The central bank's survey predicts inflation will end the year at 3.45%, well below the bank's target of 4.25%. The economists also forecast meager 0.87% gross-domestic-product growth, a pace unlikely to significantly reduce the country's 11.8% jobless rate.

The rate-cutting cycle started in July will take time to show any effect on the real economy, said Western Asset's chief economist in Brazil, Adauto Lima. He said consumers remain cautious, and unused production capacity means businesses have little reason to invest.

"The economy is improving, but very slowly," he said. "There is too much slack, and demand is weak."
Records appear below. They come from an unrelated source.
//! Finding and Report model, deterministic aggregation and the text
//! renderer for the result artifact.

use std::cmp::Ordering;
use std::fmt::Write as _;
use std::path::{Path, PathBuf};

use chrono::{DateTime, Utc};
use serde::Serialize;

use crate::kb::schema::Severity;

/// Fixed artifact name inside the analyzed project root, matching what the
/// original command-line tool wrote.
pub const ARTIFACT_NAME: &str = "as4_to_as6_analyzer_result.txt";

/// Best-effort position of a finding inside its file.
#[derive(
    Debug, Clone, Copy, PartialEq, Eq, PartialOrd, Ord, Hash, Serialize,
)]
pub struct Location {
    pub line: u32,
    pub column: u32,
}

impl std::fmt::Display for Location {
    fn fmt(&self, f: &mut std::fmt::Formatter<'_>) -> std::fmt::Result {
        write!(f, "{}:{}", self.line, self.column)
    }
}

/// One reported issue. Equality is structural; deduplication and ordering
/// rely on it.
#[derive(Debug, Clone, PartialEq, Eq, Hash, Serialize)]
pub struct Finding {
    /// Stable rule reference, `kind:identifier` for knowledge-base rules or
    /// a fixed id like `scan-error` for engine-generated findings.
    pub rule: String,
    pub file: PathBuf,
    #[serde(skip_serializing_if = "Option::is_none")]
    pub location: Option<Location>,
    pub severity: Severity,
    pub message: String,
    #[serde(skip_serializing_if = "Option::is_none")]
    pub hint: Option<String>,
}

impl Finding {
    pub fn scan_error(path: impl Into<PathBuf>, error: impl Into<String>) -> Self {
        Finding {
            rule: "scan-error".to_string(),
            file: path.into(),
            location: None,
            severity: Severity::Warning,
            message: format!("file could not be read: {}", error.into()),
            hint: Some("check permissions; the rest of the project was analyzed".to_string()),
        }
    }
}

impl PartialOrd for Finding {
    fn partial_cmp(&self, other: &Self) -> Option<Ordering> {
        Some(self.cmp(other))
    }
}

impl Ord for Finding {
    /// Report ordering: severity descending, then file path, then location
    /// (findings without a position first), then the remaining fields so
    /// that the total order is unambiguous.
    fn cmp(&self, other: &Self) -> Ordering {
        other
            .severity
            .cmp(&self.severity)
            .then_with(|| self.file.cmp(&other.file))
            .then_with(|| self.location.cmp(&other.location))
            .then_with(|| self.message.cmp(&other.message))
            .then_with(|| self.rule.cmp(&other.rule))
            .then_with(|| self.hint.cmp(&other.hint))
    }
}

#[derive(Debug, Clone, Copy, Default, PartialEq, Eq, Serialize)]
pub struct SeverityCounts {
    pub errors: usize,
    pub warnings: usize,
    pub infos: usize,
}

impl SeverityCounts {
    pub fn total(&self) -> usize {
        self.errors + self.warnings + self.infos
    }

    pub fn at_least(&self, severity: Severity) -> usize {
        match severity {
            Severity::Error => self.errors,
            Severity::Warning => self.errors + self.warnings,
            Severity::Info => self.total(),
        }
    }
}

#[derive(Debug, Clone, Serialize)]
pub struct ScanMetadata {
    pub project_root: PathBuf,
    pub timestamp: DateTime<Utc>,
    pub ruleset_version: String,
    /// Build identity of the tool itself. Unknown is fine; analysis only
    /// depends on the ruleset version.
    #[serde(skip_serializing_if = "Option::is_none")]
    pub tool_version: Option<String>,
}

#[derive(Debug, Clone, Serialize)]
pub struct Report {
    pub findings: Vec<Finding>,
    pub counts: SeverityCounts,
    pub metadata: ScanMetadata,
}

/// Deduplicate, order and count findings. Pure: the same input set always
/// yields the same report body.
pub fn aggregate(mut findings: Vec<Finding>, metadata: ScanMetadata) -> Report {
    findings.sort();
    findings.dedup();

    let mut counts = SeverityCounts::default();
    for finding in &findings {
        match finding.severity {
            Severity::Error => counts.errors += 1,
            Severity::Warning => counts.warnings += 1,
            Severity::Info => counts.infos += 1,
        }
    }

    Report {
        findings,
        counts,
        metadata,
    }
}

impl Report {
    /// Render the deterministic text artifact. The scan timestamp is left
    /// out on purpose: two runs over an unchanged project must produce
    /// byte-identical files.
    pub fn render_text(&self) -> String {
        let mut out = String::new();
        let _ = writeln!(out, "AS4 to AS6 migration analysis");
        let _ = writeln!(out, "ruleset: {}", self.metadata.ruleset_version);
        let _ = writeln!(out);

        for finding in &self.findings {
            let location = finding
                .location
                .map(|l| l.to_string())
                .unwrap_or_else(|| "-".to_string());
            let hint = finding.hint.as_deref().unwrap_or("-");
            let _ = writeln!(
                out,
                "{} | {} | {} | {} | {}",
                finding.severity,
                relative_display(&finding.file, &self.metadata.project_root),
                location,
                finding.message,
                hint
            );
        }

        let _ = writeln!(out);
        let _ = writeln!(out, "summary");
        let _ = writeln!(out, "errors:   {}", self.counts.errors);
        let _ = writeln!(out, "warnings: {}", self.counts.warnings);
        let _ = writeln!(out, "infos:    {}", self.counts.infos);
        out
    }

    /// Write the artifact into the project root (or an explicit path).
    pub fn write_artifact(&self, output: Option<&Path>) -> std::io::Result<PathBuf> {
        let path = match output {
            Some(p) => p.to_path_buf(),
            None => self.metadata.project_root.join(ARTIFACT_NAME),
        };
        std::fs::write(&path, self.render_text())?;
        Ok(path)
    }
}

/// Path relative to the project root, rendered with forward slashes so the
/// artifact does not depend on the host platform.
fn relative_display(path: &Path, root: &Path) -> String {
    let rel = path.strip_prefix(root).unwrap_or(path);
    let parts: Vec<&str> = rel
        .components()
        .map(|c| c.as_os_str().to_str().unwrap_or("?"))
        .collect();
    parts.join("/")
}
That slow growth has prevented business from passing the cost of the recent depreciation of the real against the dollar on to consumers, Mr. Lima added. The real is trading at about 4.10 to the dollar, after reaching 3.74 in July.

Write to Paulo Trevisani at paulo.trevisani@wsj.com and Jeffrey T. Lewis at jeffrey.lewis@wsj.com

 

(END) Dow Jones Newswires

September 18, 2019 17:57 ET (21:57 GMT)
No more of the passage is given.